EXERCISE DETAILS =>
Determine how many lines in the entries below hold "created". Respond with that number only.

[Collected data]
+ + + +
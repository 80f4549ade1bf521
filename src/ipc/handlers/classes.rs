use crate::enrollment;
use crate::ipc::error::{core_err, err, ok, respond};
use crate::ipc::helpers::{db_conn, optional_str, required_str, string_list};
use crate::ipc::types::{AppState, Request};
use crate::model::{Batch, CoreError};
use log::info;
use rusqlite::{Connection, OptionalExtension};
use serde_json::json;
use uuid::Uuid;

fn handle_classes_list(state: &mut AppState, req: &Request) -> serde_json::Value {
    let Some(conn) = state.db.as_ref() else {
        return ok(&req.id, json!({ "classes": [] }));
    };

    // Correlated subqueries keep the counts from multiplying across joins.
    let mut stmt = match conn.prepare(
        "SELECT
           c.id,
           c.name,
           (SELECT COUNT(*) FROM students s WHERE s.class_id = c.id) AS student_count,
           (SELECT COUNT(*) FROM batches b WHERE b.class_id = c.id) AS batch_count,
           (SELECT COUNT(*) FROM class_subjects cs WHERE cs.class_id = c.id) AS subject_count
         FROM classes c
         ORDER BY c.name",
    ) {
        Ok(s) => s,
        Err(e) => return err(&req.id, "db_query_failed", e.to_string(), None),
    };

    let rows = stmt
        .query_map([], |row| {
            let id: String = row.get(0)?;
            let name: String = row.get(1)?;
            let student_count: i64 = row.get(2)?;
            let batch_count: i64 = row.get(3)?;
            let subject_count: i64 = row.get(4)?;
            Ok(json!({
                "id": id,
                "name": name,
                "studentCount": student_count,
                "batchCount": batch_count,
                "subjectCount": subject_count
            }))
        })
        .and_then(|it| it.collect::<Result<Vec<_>, _>>());

    match rows {
        Ok(classes) => ok(&req.id, json!({ "classes": classes })),
        Err(e) => err(&req.id, "db_query_failed", e.to_string(), None),
    }
}

fn handle_classes_create(state: &mut AppState, req: &Request) -> serde_json::Value {
    let conn = match db_conn(state, req) {
        Ok(c) => c,
        Err(resp) => return resp,
    };
    let name = match required_str(req, "name") {
        Ok(v) => v,
        Err(resp) => return resp,
    };
    let class_id = optional_str(req, "id").unwrap_or_else(|| Uuid::new_v4().to_string());

    if let Err(e) = conn.execute(
        "INSERT INTO classes(id, name) VALUES(?, ?)",
        (&class_id, &name),
    ) {
        return err(
            &req.id,
            "db_insert_failed",
            e.to_string(),
            Some(json!({ "table": "classes" })),
        );
    }
    info!("class created id={} name={}", class_id, name);

    ok(&req.id, json!({ "classId": class_id, "name": name }))
}

pub fn load_batch(conn: &Connection, batch_id: &str) -> Result<Option<Batch>, CoreError> {
    let row = conn
        .query_row(
            "SELECT id, class_id, name FROM batches WHERE id = ?",
            [batch_id],
            |r| {
                Ok((
                    r.get::<_, String>(0)?,
                    r.get::<_, String>(1)?,
                    r.get::<_, String>(2)?,
                ))
            },
        )
        .optional()?;
    let Some((id, class_id, name)) = row else {
        return Ok(None);
    };
    let mut stmt = conn.prepare(
        "SELECT bs.student_id
         FROM batch_students bs
         JOIN students s ON s.id = bs.student_id
         WHERE bs.batch_id = ?
         ORDER BY s.roll_number, s.name",
    )?;
    let students = stmt
        .query_map([&id], |r| r.get::<_, String>(0))?
        .collect::<Result<Vec<_>, _>>()?;
    Ok(Some(Batch {
        id,
        class_id,
        name,
        students,
    }))
}

fn class_batches(conn: &Connection, class_id: &str) -> Result<Vec<Batch>, CoreError> {
    let mut stmt = conn.prepare("SELECT id FROM batches WHERE class_id = ? ORDER BY name, id")?;
    let ids = stmt
        .query_map([class_id], |r| r.get::<_, String>(0))?
        .collect::<Result<Vec<_>, _>>()?;
    let mut out = Vec::with_capacity(ids.len());
    for id in ids {
        if let Some(b) = load_batch(conn, &id)? {
            out.push(b);
        }
    }
    Ok(out)
}

fn classes_get(conn: &Connection, class_id: &str) -> Result<serde_json::Value, CoreError> {
    let name: Option<String> = conn
        .query_row("SELECT name FROM classes WHERE id = ?", [class_id], |r| {
            r.get(0)
        })
        .optional()?;
    let Some(name) = name else {
        return Err(CoreError::not_found("class not found"));
    };

    let mut stmt = conn.prepare(
        "SELECT id FROM students WHERE class_id = ? ORDER BY roll_number, name",
    )?;
    let students = stmt
        .query_map([class_id], |r| r.get::<_, String>(0))?
        .collect::<Result<Vec<_>, _>>()?;
    let mut stmt = conn.prepare(
        "SELECT subject_id FROM class_subjects WHERE class_id = ? ORDER BY subject_id",
    )?;
    let subjects = stmt
        .query_map([class_id], |r| r.get::<_, String>(0))?
        .collect::<Result<Vec<_>, _>>()?;
    let batches = class_batches(conn, class_id)?;

    Ok(json!({
        "id": class_id,
        "name": name,
        "students": students,
        "batches": batches,
        "subjects": subjects
    }))
}

fn classes_delete(conn: &Connection, class_id: &str) -> Result<serde_json::Value, CoreError> {
    if !enrollment::class_exists(conn, class_id)? {
        return Err(CoreError::not_found("class not found"));
    }
    let subject_ids = enrollment::class_subject_ids(conn, class_id)?;
    if !subject_ids.is_empty() {
        return Err(
            CoreError::new("conflict", "class still has subjects; delete them first")
                .with_details(json!({ "subjectIds": subject_ids })),
        );
    }

    let tx = conn
        .unchecked_transaction()
        .map_err(|e| CoreError::new("db_tx_failed", e.to_string()))?;
    // Dependency order; there is no ON DELETE CASCADE.
    for (table, sql) in [
        (
            "batch_students",
            "DELETE FROM batch_students
             WHERE batch_id IN (SELECT id FROM batches WHERE class_id = ?)",
        ),
        ("batches", "DELETE FROM batches WHERE class_id = ?"),
        (
            "student_subjects",
            "DELETE FROM student_subjects
             WHERE student_id IN (SELECT id FROM students WHERE class_id = ?)",
        ),
        ("students", "DELETE FROM students WHERE class_id = ?"),
        ("class_subjects", "DELETE FROM class_subjects WHERE class_id = ?"),
        ("classes", "DELETE FROM classes WHERE id = ?"),
    ] {
        tx.execute(sql, [class_id])
            .map_err(|e| CoreError::store("db_delete_failed", e, table))?;
    }
    tx.commit()
        .map_err(|e| CoreError::new("db_commit_failed", e.to_string()))?;
    info!("class deleted id={}", class_id);
    Ok(json!({ "ok": true }))
}

fn check_students_in_class(
    conn: &Connection,
    class_id: &str,
    student_ids: &[String],
) -> Result<(), CoreError> {
    let mut stmt = conn.prepare("SELECT 1 FROM students WHERE id = ? AND class_id = ?")?;
    let mut outsiders: Vec<&str> = Vec::new();
    for sid in student_ids {
        let found = stmt
            .query_row((sid, class_id), |r| r.get::<_, i64>(0))
            .optional()?;
        if found.is_none() {
            outsiders.push(sid);
        }
    }
    if !outsiders.is_empty() {
        return Err(CoreError::bad_params("students must belong to the batch's class")
            .with_details(json!({ "studentIds": outsiders })));
    }
    Ok(())
}

fn write_batch_roster(
    conn: &Connection,
    batch_id: &str,
    student_ids: &[String],
) -> Result<(), CoreError> {
    conn.execute("DELETE FROM batch_students WHERE batch_id = ?", [batch_id])
        .map_err(|e| CoreError::store("db_delete_failed", e, "batch_students"))?;
    let mut stmt = conn
        .prepare("INSERT OR IGNORE INTO batch_students(batch_id, student_id) VALUES(?, ?)")?;
    for sid in student_ids {
        stmt.execute((batch_id, sid))
            .map_err(|e| CoreError::store("db_insert_failed", e, "batch_students"))?;
    }
    Ok(())
}

fn batches_create(
    conn: &Connection,
    class_id: &str,
    batch_id: String,
    name: &str,
    student_ids: &[String],
) -> Result<Batch, CoreError> {
    if !enrollment::class_exists(conn, class_id)? {
        return Err(CoreError::not_found("class not found"));
    }
    check_students_in_class(conn, class_id, student_ids)?;

    let tx = conn
        .unchecked_transaction()
        .map_err(|e| CoreError::new("db_tx_failed", e.to_string()))?;
    // A subject may already name this id; its closure grows once the batch exists.
    let snapshots =
        enrollment::snapshot_subjects(&tx, &enrollment::batch_subject_ids(&tx, &batch_id)?)?;
    tx.execute(
        "INSERT INTO batches(id, class_id, name) VALUES(?, ?, ?)",
        (&batch_id, class_id, name),
    )
    .map_err(|e| CoreError::store("db_insert_failed", e, "batches"))?;
    write_batch_roster(&tx, &batch_id, student_ids)?;
    enrollment::resync_subjects(&tx, &snapshots)?;
    tx.commit()
        .map_err(|e| CoreError::new("db_commit_failed", e.to_string()))?;
    info!(
        "batch created id={} class={} students={}",
        batch_id,
        class_id,
        student_ids.len()
    );

    load_batch(conn, &batch_id)?
        .ok_or_else(|| CoreError::new("db_query_failed", "batch vanished after insert"))
}

fn batches_set_students(
    conn: &Connection,
    batch_id: &str,
    student_ids: &[String],
) -> Result<serde_json::Value, CoreError> {
    let Some(batch) = load_batch(conn, batch_id)? else {
        return Err(CoreError::not_found("batch not found"));
    };
    check_students_in_class(conn, &batch.class_id, student_ids)?;

    let tx = conn
        .unchecked_transaction()
        .map_err(|e| CoreError::new("db_tx_failed", e.to_string()))?;
    let snapshots =
        enrollment::snapshot_subjects(&tx, &enrollment::batch_subject_ids(&tx, batch_id)?)?;
    write_batch_roster(&tx, batch_id, student_ids)?;
    let changed = enrollment::resync_subjects(&tx, &snapshots)?;
    tx.commit()
        .map_err(|e| CoreError::new("db_commit_failed", e.to_string()))?;
    info!(
        "batch roster replaced id={} students={} subjectLinksChanged={}",
        batch_id,
        student_ids.len(),
        changed
    );

    let batch = load_batch(conn, batch_id)?;
    Ok(json!({ "batch": batch, "subjectLinksChanged": changed }))
}

fn batches_delete(conn: &Connection, batch_id: &str) -> Result<serde_json::Value, CoreError> {
    if load_batch(conn, batch_id)?.is_none() {
        return Err(CoreError::not_found("batch not found"));
    }
    let tx = conn
        .unchecked_transaction()
        .map_err(|e| CoreError::new("db_tx_failed", e.to_string()))?;
    let snapshots =
        enrollment::snapshot_subjects(&tx, &enrollment::batch_subject_ids(&tx, batch_id)?)?;
    tx.execute("DELETE FROM batch_students WHERE batch_id = ?", [batch_id])
        .map_err(|e| CoreError::store("db_delete_failed", e, "batch_students"))?;
    tx.execute("DELETE FROM batches WHERE id = ?", [batch_id])
        .map_err(|e| CoreError::store("db_delete_failed", e, "batches"))?;
    let changed = enrollment::resync_subjects(&tx, &snapshots)?;
    tx.execute("DELETE FROM subject_batches WHERE batch_id = ?", [batch_id])
        .map_err(|e| CoreError::store("db_delete_failed", e, "subject_batches"))?;
    tx.commit()
        .map_err(|e| CoreError::new("db_commit_failed", e.to_string()))?;
    info!("batch deleted id={} subjectLinksChanged={}", batch_id, changed);
    Ok(json!({ "ok": true, "subjectLinksChanged": changed }))
}

fn handle_classes_get(state: &mut AppState, req: &Request) -> serde_json::Value {
    let conn = match db_conn(state, req) {
        Ok(c) => c,
        Err(resp) => return resp,
    };
    let class_id = match required_str(req, "classId") {
        Ok(v) => v,
        Err(resp) => return resp,
    };
    respond(&req.id, classes_get(conn, &class_id))
}

fn handle_classes_delete(state: &mut AppState, req: &Request) -> serde_json::Value {
    let conn = match db_conn(state, req) {
        Ok(c) => c,
        Err(resp) => return resp,
    };
    let class_id = match required_str(req, "classId") {
        Ok(v) => v,
        Err(resp) => return resp,
    };
    respond(&req.id, classes_delete(conn, &class_id))
}

fn handle_batches_create(state: &mut AppState, req: &Request) -> serde_json::Value {
    let conn = match db_conn(state, req) {
        Ok(c) => c,
        Err(resp) => return resp,
    };
    let class_id = match required_str(req, "classId") {
        Ok(v) => v,
        Err(resp) => return resp,
    };
    let name = match required_str(req, "name") {
        Ok(v) => v,
        Err(resp) => return resp,
    };
    let student_ids = if req.params.get("studentIds").is_some() {
        match string_list(req, "studentIds") {
            Ok(v) => v,
            Err(resp) => return resp,
        }
    } else {
        Vec::new()
    };
    let batch_id = optional_str(req, "id").unwrap_or_else(|| Uuid::new_v4().to_string());
    match batches_create(conn, &class_id, batch_id, &name, &student_ids) {
        Ok(batch) => ok(&req.id, json!({ "batch": batch })),
        Err(e) => core_err(&req.id, e),
    }
}

fn handle_batches_set_students(state: &mut AppState, req: &Request) -> serde_json::Value {
    let conn = match db_conn(state, req) {
        Ok(c) => c,
        Err(resp) => return resp,
    };
    let batch_id = match required_str(req, "batchId") {
        Ok(v) => v,
        Err(resp) => return resp,
    };
    let student_ids = match string_list(req, "studentIds") {
        Ok(v) => v,
        Err(resp) => return resp,
    };
    respond(&req.id, batches_set_students(conn, &batch_id, &student_ids))
}

fn handle_batches_delete(state: &mut AppState, req: &Request) -> serde_json::Value {
    let conn = match db_conn(state, req) {
        Ok(c) => c,
        Err(resp) => return resp,
    };
    let batch_id = match required_str(req, "batchId") {
        Ok(v) => v,
        Err(resp) => return resp,
    };
    respond(&req.id, batches_delete(conn, &batch_id))
}

pub fn try_handle(state: &mut AppState, req: &Request) -> Option<serde_json::Value> {
    match req.method.as_str() {
        "classes.list" => Some(handle_classes_list(state, req)),
        "classes.create" => Some(handle_classes_create(state, req)),
        "classes.get" => Some(handle_classes_get(state, req)),
        "classes.delete" => Some(handle_classes_delete(state, req)),
        "batches.create" => Some(handle_batches_create(state, req)),
        "batches.setStudents" => Some(handle_batches_set_students(state, req)),
        "batches.delete" => Some(handle_batches_delete(state, req)),
        _ => None,
    }
}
+ + + +
EXERCISE SOLUTION =>
2